What meaning does an icon possess in this day and age? This is a question that Carlo Galli asks himself constantly. In a society saturated and exhausted by endlessly receiving an overflowing stream of images and messages, the artist questions their value and importance. Hidden portrait depicts a whole series of people's faces that have been modified and blurred by employing a variety of flexible protuberances to prevent us from freely viewing their features. In this fashion, Carlo Galli opens a debate revolving around concepts such as ideals of beauty, contemporaneity and representation.
Hipnotic mirage 2019
As is the case with some of the other suites in Carlo Galli's oeuvre, time and time again he raises a discussion about the idea of borders. His evident aversion to territorial demarcation and its underlying consequences are given special treatment in Hypnotic mirage (2015-2019), an installation that has been set up in a wide-range of different geographical regions, such as Pakistan, Austria and the USA. The artist takes control of the space and its volumes in order to build new structures and paths in the manner of visual labyrinths. The piece employs a sensorial approach that allows him to fully explore the disenchantment of barriers, whether physical or invisible.
Rem phase 2018
Devices such as distortion and an interplay between fact and fiction crop up quite frequently in Carlo Galli's productions. In Rem phase (2018), the Italian artist delves into the complexity of human brain activity, stopping to examine so-called REM sleep and some of its most common traits, such as spasms and waking states. Galli places a soldier at the centre of his composition, thus generating a parallel between the armed forces and their perpetual obedience, as well as dealing with secondary themes such as submission, discipline and the body spirit.

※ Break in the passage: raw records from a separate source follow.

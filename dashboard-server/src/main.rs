use dashboard_server::api;
use dashboard_server::config::Config;
use dashboard_server::state::AppState;

type BoxError = Box<dyn std::error::Error + Send + Sync>;

#[tokio::main]
async fn main() -> Result<(), BoxError> {
    // Load .env file
    let _ = dotenvy::dotenv();

    // Initialize tracing
    tracing_subscriber::fmt()
        .with_env_filter(
            tracing_subscriber::EnvFilter::try_from_default_env().unwrap_or_else(|_| {
                "dashboard_server=info,loyalty_core=info,asaas_client=info,tower_http=info".into()
            }),
        )
        .init();

    let config = Config::from_env()?;

    tracing::info!("Starting dashboard-server (env: {})", config.environment);

    let state = AppState::from_config(&config)?;

    // Periodic cashback expiry sweep
    let store = state.store.clone();
    tokio::spawn(async move {
        use loyalty_core::store::LedgerStore;
        let mut interval = tokio::time::interval(std::time::Duration::from_secs(3600));
        loop {
            interval.tick().await;
            match store.expire_balances(shared::util::now_millis()).await {
                Ok(0) => {}
                Ok(expired) => tracing::info!(expired, "Expired cashback balances"),
                Err(e) => tracing::error!(%e, "Cashback expiry sweep failed"),
            }
        }
    });

    let app = api::create_router(state);

    let http_addr = format!("0.0.0.0:{}", config.http_port);
    let listener = tokio::net::TcpListener::bind(&http_addr).await?;
    tracing::info!("dashboard-server HTTP listening on {http_addr}");

    axum::serve(listener, app).await?;

    Ok(())
}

Note: The text above was written by the Artist. No modification was made by COCA.
Commencing this exploration of the art of Carlo Galli with the words of Johan Huizing, "Culture does not begin as play, and it does not begin from play. It begins in play", is without a doubt, a declaration of intent. Galli desecularizes the forbidden, he ousts it from its antiquated historical throne and he adds a playful, though not necessarily real, connotation to it as if it were a child's game. He speaks to us frankly and with a trace of severity, yet resorts to a vibrantly-coloured, seductive, hypnotic and strategic scenography; eliciting a smile from the spectator thanks to his use of humour; or employing devices socially (re)cognized as being popular on which to build a strong connection with his audience. Similarly, he encourages us to scrutinize and take the hegemonic processes inundating our society apart, and, moreover, he provides us with tools, or at least new paths, for idisarticulating the moral and cultural boundaries that shape us as individuals.